Volatile organic compounds (VOCs) are generated in different commodities through various biosynthetic pathways. They act as biomarkers for different infections and metabolisms and can be instrumental in the development of biosensors for monitoring the health of stored horticultural commodities. Healthy onions and samples infected with Pectobacter Erwinia carotovora were stored at different conditions (4 °C, 60 %; 8 °C, 65 %; 15 °C, 75 %; 25 °C, 60–80 %) for 4 weeks and the VOCs were mapped using SPME-GC–MS. The data were analyzed using multivariate data analysis techniques like Principal Component Analysis (PCA), and Partial Least-Squares Discriminant Analysis (PLS-DA), and visualized using a cluster heat map. The number of VOCs was higher in the infected samples, which increased over the storage duration. The predominant class of VOCs at 25 °C are mostly ester and sulfur; and at 15 °C, alkane and ketone groups of VOCs contributed more, during the initial phase of infection. At a lower temperature of 8 °C bacterial metabolic VOCs belonging to alcohol or aldehyde groups could be observed. On the other hand at 4 °C, since the microbial activity is retarded, no such compounds were found. With storage and extent of spoilage, the predominant VOCs belonged to acids and multi-functional group variants for lower temperatures. VOC profile was found to be correlated with storage conditions as well as periods that ultimately had an impact on Erwinia carotovora secondary metabolism. Except for the 4 °C storage temperature, PCA could distinguish and separate the VOCs into clusters for the classification of infected and non-infected samples; however, PLS-DA performed better separation and distinction of VOCs among the groups for all the storage conditions. The dominance of the VOCs with respect to sample type, storage condition, and storage duration was represented through the clustered heat maps.
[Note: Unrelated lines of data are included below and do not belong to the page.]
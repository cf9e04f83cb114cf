//! Graph executor
//!
//! Walks the dependency graph of each root depth-first and runs every task's
//! action after all of its dependencies. Each task runs a given command at
//! most once per executor, however many paths lead to it.

use crate::error::{CycleError, ExecutionError, Result};
use crate::runner::{Context, ScopeTracker};
use crate::task::{Command, TaskId, TaskRef};
use std::collections::HashSet;

pub struct Executor {
    context: Context,
    tracker: ScopeTracker,
    built: HashSet<TaskId>,
    cleaned: HashSet<TaskId>,
}

impl Executor {
    pub fn new(context: Context) -> Self {
        let tracker = ScopeTracker::new(context.verbosity);
        Executor {
            context,
            tracker,
            built: HashSet::new(),
            cleaned: HashSet::new(),
        }
    }

    pub fn context(&self) -> &Context {
        &self.context
    }

    pub fn context_mut(&mut self) -> &mut Context {
        &mut self.context
    }

    pub fn tracker(&self) -> &ScopeTracker {
        &self.tracker
    }

    /// Whether `task` already ran `command` on this executor
    pub fn has_executed(&self, command: Command, task: &TaskRef) -> bool {
        self.memo(command).contains(&TaskId::of(task))
    }

    /// Run `command` on every root and everything they depend on
    ///
    /// Stops at the first error; tasks that already ran stay recorded, so a
    /// later call does not run them again.
    pub fn execute(&mut self, command: Command, roots: &[TaskRef]) -> Result<()> {
        for root in roots {
            let mut path = Vec::new();
            self.visit(command, root, &mut path)?;
        }
        Ok(())
    }

    fn visit(&mut self, command: Command, task: &TaskRef, path: &mut Vec<TaskRef>) -> Result<()> {
        let id = TaskId::of(task);

        if let Some(start) = path.iter().position(|t| TaskId::of(t) == id) {
            let mut tasks: Vec<String> =
                path[start..].iter().map(|t| t.name().into_owned()).collect();
            tasks.push(task.name().into_owned());
            return Err(CycleError { tasks }.into());
        }

        if self.memo(command).contains(&id) {
            return Ok(());
        }

        path.push(task.clone());
        let result = self.visit_dependencies(command, task, path);
        path.pop();
        result?;

        self.run_action(command, task)?;
        self.memo_mut(command).insert(id);
        Ok(())
    }

    fn visit_dependencies(
        &mut self,
        command: Command,
        task: &TaskRef,
        path: &mut Vec<TaskRef>,
    ) -> Result<()> {
        for dep in task.dependencies()? {
            self.visit(command, &dep, path)?;
        }
        Ok(())
    }

    fn run_action(&mut self, command: Command, task: &TaskRef) -> Result<()> {
        let scope = task
            .is_logged()
            .then(|| self.tracker.open(&task.name(), command));

        let result = match command {
            Command::Build => task.build(&mut self.context),
            Command::Clean => task.clean(&mut self.context),
        };
        result.map_err(|source| ExecutionError::TaskFailed {
            task: task.name().into_owned(),
            source: Box::new(source),
        })?;

        if let Some(scope) = scope {
            scope.succeed();
        }
        Ok(())
    }

    fn memo(&self, command: Command) -> &HashSet<TaskId> {
        match command {
            Command::Build => &self.built,
            Command::Clean => &self.cleaned,
        }
    }

    fn memo_mut(&mut self, command: Command) -> &mut HashSet<TaskId> {
        match command {
            Command::Build => &mut self.built,
            Command::Clean => &mut self.cleaned,
        }
    }
}
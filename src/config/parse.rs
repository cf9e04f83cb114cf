//! Build file parsing and discovery

use crate::config::types::Config;
use crate::error::{ConfigError, ConfigResult, ReboundError};
use std::collections::HashMap;
use std::env;
use std::fs;
use std::path::{Path, PathBuf};

/// Default build file names to search for
const CONFIG_FILE_NAMES: &[&str] = &["rebound.yml", "rebound.yaml"];

/// Find the build file by searching current and parent directories
pub fn find_config_file() -> ConfigResult<PathBuf> {
    find_config_file_from(env::current_dir().map_err(|e| {
        ConfigError::Invalid(format!("Failed to get current directory: {}", e))
    })?)
}

/// Find the build file starting from a specific directory
pub fn find_config_file_from(start_dir: PathBuf) -> ConfigResult<PathBuf> {
    let mut current_dir = start_dir;
    let mut searched_paths = Vec::new();

    loop {
        for file_name in CONFIG_FILE_NAMES {
            let config_path = current_dir.join(file_name);
            searched_paths.push(config_path.display().to_string());

            if config_path.is_file() {
                return Ok(config_path);
            }
        }

        match current_dir.parent() {
            Some(parent) => current_dir = parent.to_path_buf(),
            None => return Err(ConfigError::NotFound(searched_paths.join(", "))),
        }
    }
}

/// Parse a build file from a path
pub fn parse_config_file(path: &Path) -> Result<Config, ReboundError> {
    let contents = fs::read_to_string(path)
        .map_err(|e| ConfigError::Invalid(format!("Failed to read {}: {}", path.display(), e)))?;

    parse_config(&contents)
}

/// Parse a build file from a string
pub fn parse_config(yaml: &str) -> Result<Config, ReboundError> {
    Ok(serde_yaml::from_str(yaml)?)
}

/// Parse a build file with automatic discovery
pub fn parse_config_auto() -> Result<(Config, PathBuf), ReboundError> {
    let config_path = find_config_file()?;
    let config = parse_config_file(&config_path)?;
    Ok((config, config_path))
}

/// Read the variables of the build file's `env-file`, if it names one
pub fn load_env_file(config: &Config, config_path: &Path) -> ConfigResult<HashMap<String, String>> {
    let Some(env_file) = &config.env_file else {
        return Ok(HashMap::new());
    };

    let base_dir = config_path.parent().unwrap_or_else(|| Path::new("."));
    let path = base_dir.join(env_file);
    let include_error = |error: String| ConfigError::IncludeFile {
        path: path.clone(),
        error,
    };

    let mut vars = HashMap::new();
    for item in dotenvy::from_path_iter(&path).map_err(|e| include_error(e.to_string()))? {
        let (key, value) = item.map_err(|e| include_error(e.to_string()))?;
        vars.insert(key, value);
    }
    Ok(vars)
}

#[cfg(test)]
mod tests {
    use super::*;
    use tempfile::TempDir;

    const SIMPLE: &str = r#"
tasks:
  test:
    build: echo "test"
"#;

    #[test]
    fn test_parse_simple_config() {
        let config = parse_config(SIMPLE).unwrap();
        assert_eq!(config.tasks.len(), 1);
        assert!(config.tasks.contains_key("test"));
    }

    #[test]
    fn test_parse_invalid_yaml() {
        let result = parse_config("tasks: [unclosed");
        assert!(matches!(result, Err(ReboundError::Yaml(_))));
    }

    #[test]
    fn test_find_config_in_current_dir() {
        let temp_dir = TempDir::new().unwrap();
        let config_path = temp_dir.path().join("rebound.yml");
        fs::write(&config_path, SIMPLE).unwrap();

        let found = find_config_file_from(temp_dir.path().to_path_buf()).unwrap();
        assert_eq!(found, config_path);
    }

    #[test]
    fn test_find_config_in_parent_dir() {
        let temp_dir = TempDir::new().unwrap();
        let config_path = temp_dir.path().join("rebound.yaml");
        let sub_dir = temp_dir.path().join("subdir");
        fs::create_dir(&sub_dir).unwrap();
        fs::write(&config_path, SIMPLE).unwrap();

        let found = find_config_file_from(sub_dir).unwrap();
        assert_eq!(found, config_path);
    }

    #[test]
    fn test_config_not_found() {
        let temp_dir = TempDir::new().unwrap();
        let result = find_config_file_from(temp_dir.path().to_path_buf());
        assert!(matches!(result, Err(ConfigError::NotFound(_))));
    }

    #[test]
    fn test_load_env_file() {
        let temp_dir = TempDir::new().unwrap();
        let config_path = temp_dir.path().join("rebound.yml");
        fs::write(temp_dir.path().join("build.env"), "PROFILE=release\nTARGET_DIR=out\n").unwrap();

        let config = parse_config("env-file: build.env\n").unwrap();
        let vars = load_env_file(&config, &config_path).unwrap();
        assert_eq!(vars.get("PROFILE"), Some(&"release".to_string()));
        assert_eq!(vars.get("TARGET_DIR"), Some(&"out".to_string()));
    }

    #[test]
    fn test_missing_env_file() {
        let temp_dir = TempDir::new().unwrap();
        let config_path = temp_dir.path().join("rebound.yml");

        let config = parse_config("env-file: missing.env\n").unwrap();
        let result = load_env_file(&config, &config_path);
        assert!(matches!(result, Err(ConfigError::IncludeFile { .. })));
    }

    #[test]
    fn test_no_env_file() {
        let config = parse_config(SIMPLE).unwrap();
        let vars = load_env_file(&config, Path::new("rebound.yml")).unwrap();
        assert!(vars.is_empty());
    }
}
挥发性有机化合物 (VOC) 是通过各种生物合成途径在不同商品中产生的。它们充当不同感染和新陈代谢的生物标志物，可有助于开发用于监测储存园艺商品健康的生物传感器。健康的洋葱和感染 Pectobacter Erwinia carotovora 的样本在不同条件（4 °C，60 %；8 °C，65 %；15 °C，75 %；25 °C，60–80 %）下储存 4 周，并使用 SPME-GC–MS 绘制 VOC . 使用主成分分析 (PCA) 和偏最小二乘判别分析 (PLS-DA) 等多变量数据分析技术对数据进行分析，并使用聚类热图进行可视化。受感染样品中 VOC 的数量较高，并且随着储存时间的增加而增加。25 °C 时的主要 VOC 类别主要是酯类和硫磺；在 15 °C 时，在感染的初始阶段，VOC 的烷烃和酮基贡献更多。在 8 °C 的较低温度下，可以观察到属于醇或醛基的细菌代谢 VOC。另一方面，在 4 °C 时，由于微生物活动受到阻碍，因此未发现此类化合物。随着储存和腐败程度，主要的 VOC 属于较低温度下的酸和多功能基团变体。发现 VOC 分布与储存条件以及最终影响欧文氏菌次生代谢。除了 4 °C 的储存温度外，PCA 可以将 VOCs 区分和分离成簇，用于感染和未感染样品的分类；然而，PLS-DA 在所有储存条件下对组间 VOC 进行了更好的分离和区分。VOC 在样品类型、储存条件和储存持续时间方面的优势通过聚类热图表示。